TMI


TMI.  It's a frequent response from our adult kids.  You should have heard their conversation with their dad when he tried to explain details of his laser prostate surgery and aftermath.  Those kids sure know how to cut a conversation short!

TMI, as we all know, stands for Too Much Information, usually spoken as a warning when unwanted awkward personal information is about to be shared.  This week, however, it evidenced itself in my life with another nuance concerning health advice.  This time I take it literally - Too Much Information!!

As a medical transcriptionist, I'm always interested in health news.  I constantly read nutrition information and research (not that I always eat right, but at least I know when I'm eating wrong!).  I keep up to date on current exercise information (high intensity interval training is the latest recommendation, by the way).  I follow lots of blogs having to do with low carb and Primal eating, cholesterol testing, and I am generally fascinated with the advances in medical science.  Maybe too fascinated.

I think I've reached my breaking point.  The doctor's advice column in our newspaper this week mentioned the fact that HDL cholesterol has just been proven to NOT have the beneficial protection from heart disease that the medical community has been telling us all along it had... OK.  First it was eat eggs, then don't eat eggs, then eat them again.  First it was eat butter, then eat margarine, then for heaven's sake, margarine is transfat and don't go near it and please go back to butter!  First it was fat, then low-fat, then it was good fat versus bad fat, and hey, doncha know that low-fat products have sugar added to improve the taste?  And sugar is worse for us than fat!   It's the LDL, you know.  No, wait, it's the triglycerides and the LDL particles.  Eat lots of bread, the staff of life....no, make that only whole grain bread....no, make that gluten-free bread...no, skip the bread entirely.  High fructose corn syrup is made from a vegetable, right?   Eat local, eat organic.  But what if you have to choose between local non-organic and trucked-in organic?
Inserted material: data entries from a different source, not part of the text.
//! Error types for listing resource groups.

use thiserror::Error;

/// Result alias used across the crate.
pub type Result<T> = std::result::Result<T, RgError>;

/// Every way a run can fail, one variant per failing step.
#[derive(Debug, Error)]
pub enum RgError {
    /// AZURE_CLIENT_ID or AZURE_SUBSCRIPTION_ID missing.
    #[error("Azure subscription ID is not set")]
    MissingSubscriptionId,

    #[error("failed to execute {program}: {source}")]
    CommandSpawn {
        program: String,
        #[source]
        source: std::io::Error,
    },

    #[error("command exited with {status}: {stderr}")]
    CommandFailed { status: String, stderr: String },

    #[error("invalid command output: {0}")]
    CommandOutput(String),

    #[error("failed to create request: {0}")]
    InvalidUrl(String),

    #[error("failed to send request: {0}")]
    Transport(#[source] reqwest::Error),

    /// Non-success HTTP status, body kept for logging.
    #[error("unexpected response status code: {status}")]
    Status { status: u16, body: String },

    #[error("failed to parse JSON response: path={path} error={message}")]
    Decode { path: String, message: String },

    #[error("failed to write output: {0}")]
    Output(#[from] std::io::Error),
}

impl RgError {
    /// Short prefix naming the step that failed.
    pub fn step(&self) -> &'static str {
        match self {
            RgError::MissingSubscriptionId => "Configuration error",
            RgError::CommandSpawn { .. }
            | RgError::CommandFailed { .. }
            | RgError::CommandOutput(_) => "Error getting access token",
            RgError::InvalidUrl(_)
            | RgError::Transport(_)
            | RgError::Status { .. }
            | RgError::Decode { .. } => "Error fetching resource groups",
            RgError::Output(_) => "Error writing output",
        }
    }

    /// HTTP status code for protocol errors.
    pub fn status_code(&self) -> Option<u16> {
        match self {
            RgError::Status { status, .. } => Some(*status),
            _ => None,
        }
    }
}

#[cfg(test)]
mod tests {
    use super::*;

    #[test]
    fn test_status_error_carries_code() {
        let err = RgError::Status {
            status: 403,
            body: "{}".to_string(),
        };
        assert_eq!(err.status_code(), Some(403));
        assert_eq!(err.to_string(), "unexpected response status code: 403");
        assert_eq!(err.step(), "Error fetching resource groups");
    }

    #[test]
    fn test_steps() {
        assert_eq!(RgError::MissingSubscriptionId.step(), "Configuration error");
        assert_eq!(
            RgError::CommandOutput("empty".to_string()).step(),
            "Error getting access token"
        );
        assert_eq!(RgError::MissingSubscriptionId.status_code(), None);
    }
}
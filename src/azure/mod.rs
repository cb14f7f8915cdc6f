//! Azure CLI and Resource Manager interaction.
//!
//! This module handles all Azure-related operations:
//! - [`cli`] - Command execution for Azure CLI
//! - [`token`] - Access token retrieval via `az account get-access-token`
//! - [`resource_groups`] - Resource Manager resource group listing

mod cli;
mod resource_groups;
mod token;

// Re-export public types and functions
pub use cli::run_args;
pub use resource_groups::{decode_resource_groups, ResourceGroupClient};
pub use token::{access_token_args, get_access_token, get_access_token_with};
//! Azure CLI command execution.
//!
//! Runs an external program and hands back its stdout.

use crate::error::{Result, RgError};
use colored::Colorize;
use std::process::Command;

/// Largest stdout accepted from a command, a token is far smaller.
const MAX_STDOUT_BYTES: usize = 64 * 1024;

/// Run `program` with `args` and return its stdout.
///
/// Arguments reach the process unchanged, no shell and no re-splitting.
/// Blocks until the process exits, there is no timeout.
///
/// # Errors
/// * [`RgError::CommandSpawn`] - the program could not be started
/// * [`RgError::CommandFailed`] - non-zero exit, carries stderr
/// * [`RgError::CommandOutput`] - stdout too large or not UTF-8
pub fn run_args(program: &str, args: &[&str]) -> Result<String> {
    let cmd = format!("{program} {}", args.join(" "));
    log::debug!("run({cmd})", cmd = cmd.on_blue());
    log::trace!("args={:?}", args);

    let output = Command::new(program).args(args).output().map_err(|e| {
        log::debug!("Command execution failed: {}", e);
        RgError::CommandSpawn {
            program: program.to_string(),
            source: e,
        }
    })?;

    if !output.status.success() {
        let stderr = String::from_utf8_lossy(&output.stderr).trim().to_string();
        log::trace!(
            "code={code:?}, status={status}\n┎######\nstderr=\n{stderr}\n┖######",
            code = output.status.code(),
            status = output.status,
            stderr = stderr.red()
        );
        log::info!(
            "{failed} to run {cmd}",
            failed = "failed".on_red(),
            cmd = cmd.on_blue()
        );
        return Err(RgError::CommandFailed {
            status: output.status.to_string(),
            stderr,
        });
    }

    log::debug!("Success cmd: {cmd}");
    log::debug!("Success output.stdout.len(): {}", output.stdout.len());

    if output.stdout.len() > MAX_STDOUT_BYTES {
        return Err(RgError::CommandOutput(format!(
            "response too large: {} bytes for command: {program} {args:?}",
            output.stdout.len()
        )));
    }

    String::from_utf8(output.stdout)
        .map_err(|e| RgError::CommandOutput(format!("invalid UTF-8: {e}")))
}
use azure_rg_list::azure::get_access_token;
use azure_rg_list::config::Config;
use azure_rg_list::list_resource_groups;
use azure_rg_list::output::write_error;
use std::process::ExitCode;

#[tokio::main(flavor = "current_thread")]
async fn main() -> ExitCode {
    // Do as little as possible in main.rs as it can't contain any tests
    if let Err(e) = log4rs::init_file("log4rs.yml", Default::default()) {
        eprintln!("Logging disabled, could not load log4rs.yml: {e}");
    }
    dotenv::dotenv().ok();
    log::info!("#Start main()");

    let config = Config::from_env();
    let mut stdout = std::io::stdout();

    match list_resource_groups(&config, get_access_token, &mut stdout).await {
        Ok(groups) => {
            log::info!("#End main() listed {} resource groups", groups.len());
            ExitCode::SUCCESS
        }
        Err(e) => {
            // Reported on stdout, keep it off the stderr appender.
            log::debug!("{}: {e:?}", e.step());
            if let Err(io) = write_error(&mut stdout, &e) {
                eprintln!("{}: {e} ({io})", e.step());
            }
            ExitCode::FAILURE
        }
    }
}
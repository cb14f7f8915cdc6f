//! Azure resource group data model.

use serde::{Deserialize, Serialize};

/// Represents an Azure resource group.
#[derive(Serialize, Deserialize, Debug, Clone, PartialEq, Eq)]
pub struct ResourceGroup {
    /// Fully qualified resource ID, e.g. `/subscriptions/<id>/resourceGroups/<name>`.
    pub id: String,
    /// Display name of the resource group.
    pub name: String,
}

/// Response envelope of the resource group list call.
#[derive(Serialize, Deserialize, Debug, Default)]
pub struct ResourceGroupList {
    /// Resource groups in the order the server returned them.
    pub value: Vec<ResourceGroup>,
}

#[cfg(test)]
mod tests {
    use super::*;

    #[test]
    fn test_extra_fields_ignored() {
        let json = r#"{"value":[{"id":"/subscriptions/x/resourceGroups/rg1","name":"rg1","location":"westeurope","properties":{"provisioningState":"Succeeded"}}]}"#;
        let list: ResourceGroupList = serde_json::from_str(json).expect("valid envelope");
        assert_eq!(
            list.value,
            vec![ResourceGroup {
                id: "/subscriptions/x/resourceGroups/rg1".to_string(),
                name: "rg1".to_string(),
            }]
        );
    }

    #[test]
    fn test_missing_value_rejected() {
        assert!(serde_json::from_str::<ResourceGroupList>(r#"{"nextLink":null}"#).is_err());
    }
}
They say eating local non-organic is more important than eating organic shipped from far away.  Is your head spinning yet?
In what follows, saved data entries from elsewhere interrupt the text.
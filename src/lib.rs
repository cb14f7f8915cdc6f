// cargo watch -x 'fmt' -x 'run'

pub mod azure;
pub mod config;
pub mod error;
pub mod models;
pub mod output;

use azure::ResourceGroupClient;
use config::Config;
use error::Result;
use models::ResourceGroup;
use std::io::Write;

pub use error::RgError;

/// Run the whole listing: dump credentials, fetch a token, list groups, report.
///
/// `fetch_token` gets the subscription ID and returns a bearer token,
/// normally [`azure::get_access_token`]. Nothing is fetched when the
/// subscription ID is missing, and nothing is reported when a step fails.
pub async fn list_resource_groups<F, W>(
    config: &Config,
    fetch_token: F,
    out: &mut W,
) -> Result<Vec<ResourceGroup>>
where
    F: FnOnce(&str) -> Result<String>,
    W: Write,
{
    log::info!("#Start list_resource_groups()");
    output::write_credentials(out, &config.credentials, config.show_secrets)?;

    let subscription_id = config.credentials.subscription_id()?;
    output::write_subscription(out, subscription_id)?;

    let token = fetch_token(subscription_id)?;
    output::write_access_token(out, &token, config.show_secrets)?;

    let client = ResourceGroupClient::new(&config.endpoint);
    let groups = client.list(subscription_id, &token).await?;

    output::write_resource_groups(out, &groups)?;
    Ok(groups)
}
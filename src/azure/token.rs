//! Access token retrieval through the Azure CLI.
//!
//! The CLI is trusted to already hold a login session (`az login`); this
//! module only asks it for a bearer token scoped to one subscription.

use super::cli;
use crate::config::AZ_CLI;
use crate::error::{Result, RgError};

/// Arguments asking the Azure CLI for a plain-text access token.
pub fn access_token_args(subscription_id: &str) -> [&str; 8] {
    [
        "account",
        "get-access-token",
        "--query",
        "accessToken",
        "--output",
        "tsv",
        "--subscription",
        subscription_id,
    ]
}

/// Fetch an access token for `subscription_id` using the Azure CLI.
pub fn get_access_token(subscription_id: &str) -> Result<String> {
    get_access_token_with(subscription_id, cli::run_args)
}

/// Fetch an access token, running the CLI through `runner`.
///
/// The runner gets the program and its arguments and returns the process
/// stdout. The subscription ID is passed through exactly as given. The
/// returned token is that stdout with surrounding whitespace trimmed.
pub fn get_access_token_with<F>(subscription_id: &str, runner: F) -> Result<String>
where
    F: FnOnce(&str, &[&str]) -> Result<String>,
{
    if subscription_id.is_empty() {
        return Err(RgError::MissingSubscriptionId);
    }

    log::info!("Requesting access token for subscription {subscription_id}");
    let args = access_token_args(subscription_id);
    let stdout = runner(AZ_CLI, &args[..])?;

    let token = stdout.trim();
    if token.is_empty() {
        return Err(RgError::CommandOutput(
            "az returned an empty access token".to_string(),
        ));
    }
    log::debug!("Got access token, {} chars", token.len());
    Ok(token.to_string())
}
Then there's exercise.  Aerobic...no, weights.  Heavy weights with few reps.  No, light weights with lots of reps.  Primal exercise - do things as you would have done as a cave person (climb, sprint, pull up, etc.).  Running is good...no, it's bad for the joints.  Low impact is the way to go.  Exercise intensely for 20 minutes x 3 days.  No, exercise a half hour a day minimum.  Some folks advise that we don't need to exercise at all!
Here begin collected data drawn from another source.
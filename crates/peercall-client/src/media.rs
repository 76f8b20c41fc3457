//! Local and remote media tracks as seen by the call layer.
//!
//! Capture and playback live outside this crate; the call layer only needs
//! track identity, kind, and a way to stop locally owned tracks.

use std::fmt;
use std::sync::atomic::{AtomicBool, AtomicU32, Ordering};
use std::sync::Arc;

use async_trait::async_trait;

use crate::error::CallError;

#[derive(Debug, Clone, Copy, PartialEq, Eq, Hash)]
pub enum TrackKind {
    Audio,
    Video,
}

impl TrackKind {
    pub fn as_str(self) -> &'static str {
        match self {
            Self::Audio => "audio",
            Self::Video => "video",
        }
    }

    pub fn parse(s: &str) -> Option<Self> {
        match s {
            "audio" => Some(Self::Audio),
            "video" => Some(Self::Video),
            _ => None,
        }
    }
}

pub trait MediaTrack: Send + Sync + fmt::Debug {
    fn id(&self) -> &str;
    fn kind(&self) -> TrackKind;
    /// Release the underlying device. Must tolerate repeated calls.
    fn stop(&self);
    fn is_live(&self) -> bool;
}

/// A group of tracks that play out together.
#[derive(Debug, Clone)]
pub struct MediaStream {
    id: String,
    tracks: Vec<Arc<dyn MediaTrack>>,
}

impl MediaStream {
    pub fn new(id: impl Into<String>, tracks: Vec<Arc<dyn MediaTrack>>) -> Self {
        Self {
            id: id.into(),
            tracks,
        }
    }

    pub fn id(&self) -> &str {
        &self.id
    }

    pub fn tracks(&self) -> &[Arc<dyn MediaTrack>] {
        &self.tracks
    }

    pub fn has_track(&self, track_id: &str) -> bool {
        self.tracks.iter().any(|t| t.id() == track_id)
    }

    pub fn stop_all(&self) {
        for track in &self.tracks {
            if track.is_live() {
                track.stop();
            }
        }
    }
}

/// Source of local media. Each call acquires its own streams.
#[async_trait]
pub trait MediaDevices: Send + Sync {
    async fn acquire_audio(&self) -> Result<MediaStream, CallError>;
    async fn acquire_video(&self) -> Result<MediaStream, CallError>;
    async fn acquire_screen(&self) -> Result<MediaStream, CallError>;
}

/// A locally captured track backed by nothing but a liveness flag.
///
/// Used by the loopback transport and by embedders that manage capture
/// themselves and only need the call layer to signal when to stop.
#[derive(Debug)]
pub struct LocalTrack {
    id: String,
    kind: TrackKind,
    live: AtomicBool,
    stops: AtomicU32,
}

impl LocalTrack {
    pub fn new(kind: TrackKind) -> Arc<Self> {
        Arc::new(Self {
            id: uuid::Uuid::new_v4().to_string(),
            kind,
            live: AtomicBool::new(true),
            stops: AtomicU32::new(0),
        })
    }

    /// How many times `stop` released the track (0 or 1).
    pub fn stop_count(&self) -> u32 {
        self.stops.load(Ordering::SeqCst)
    }
}

impl MediaTrack for LocalTrack {
    fn id(&self) -> &str {
        &self.id
    }

    fn kind(&self) -> TrackKind {
        self.kind
    }

    fn stop(&self) {
        if self.live.swap(false, Ordering::SeqCst) {
            self.stops.fetch_add(1, Ordering::SeqCst);
        }
    }

    fn is_live(&self) -> bool {
        self.live.load(Ordering::SeqCst)
    }
}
It reminds me of my favorite movies, Christmas in Connecticut.  The heroine is pretending (to keep her magazine job) that she has a husband, a baby, and lives on a farm, because that is what she has been writing about in her home articles that supposedly reflect her life, and if her publisher discovered she had been making it all up, she would have been given the boot.  So she gets a guy who has a farm anyway to pretend to be her husband, and his housekeeper babysits for two neighbors who work at the war plant, so she had her necessary baby to complete the setup.  The problem is that one baby comes one day, and the next day it may be the other baby.  The publisher, staying with them for the holidays, sees these two babies at different times but thinks they are one, of course.   When one mother comes by to pick up her baby, the publisher sees her carrying it out of the house and he assumes the baby is being kidnapped and immediately calls the police. When asked to describe the baby, he gets flustered.  Dark hair...no, light hair.  Teeth...no, make that no teeth.  His trying to assimilate the two babies into one is one funny scene.  That's the way the current health advice sounds to me, one contradiction after another and what you end up with you feel you can't really trust.

Well, it's finally too much overload for me.  Just like political pundits, I have already chosen my side.  I have taken into consideration everything I have read, everything I have learned, and combined that with common sense and finally, how my body responds.  It's sad, really.  Health-information-wise,  I don't trust the government, I don't trust doctors, and I don't trust dietitians and "nutritionists" to have the whole story.   The limited story they do provide changes week to week.  New research always contradicts old research, and most of the time, that research is funded by the pharmaceutical companies.  It's just TMI.

I certainly won't retire from learning.  I am still intrigued by the latest research, but I will take it with a smile and a grain of salt.  Uh...I can still eat salt, can't I?